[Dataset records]
————
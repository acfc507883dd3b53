//! Composite Configuration Provider
//!
//! Earlier providers take precedence over later ones.

use super::ConfigResult;
use super::provider::ConfigProvider;

#[derive(Default)]
pub struct CompositeConfigProvider {
    providers: Vec<Box<dyn ConfigProvider>>,
}

impl CompositeConfigProvider {
    pub fn new() -> Self {
        Self::default()
    }

    pub fn add_provider(&mut self, provider: Box<dyn ConfigProvider>) {
        self.providers.push(provider);
    }

    pub fn provider(mut self, provider: Box<dyn ConfigProvider>) -> Self {
        self.providers.push(provider);
        self
    }

    pub fn provider_names(&self) -> Vec<&str> {
        self.providers.iter().map(|p| p.name()).collect()
    }
}

#[async_trait::async_trait]
impl ConfigProvider for CompositeConfigProvider {
    fn name(&self) -> &str {
        "composite"
    }

    async fn get_raw(&self, key: &str) -> ConfigResult<Option<String>> {
        for provider in &self.providers {
            if let Some(value) = provider.get_raw(key).await? {
                return Ok(Some(value));
            }
        }
        Ok(None)
    }
}

impl std::fmt::Debug for CompositeConfigProvider {
    fn fmt(&self, f: &mut std::fmt::Formatter<'_>) -> std::fmt::Result {
        f.debug_struct("CompositeConfigProvider")
            .field("provider_names", &self.provider_names())
            .finish()
    }
}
————
■ Task requirements ■
Once you find the line containing "return Ok(Some(value));", copy it and every line after it through the end of the records, exactly as they stand.

■ Answer box ■
                return Ok(Some(value));
            }
        }
        Ok(None)
    }
}

impl std::fmt::Debug for CompositeConfigProvider {
    fn fmt(&self, f: &mut std::fmt::Formatter<'_>) -> std::fmt::Result {
        f.debug_struct("CompositeConfigProvider")
            .field("provider_names", &self.provider_names())
            .finish()
    }
}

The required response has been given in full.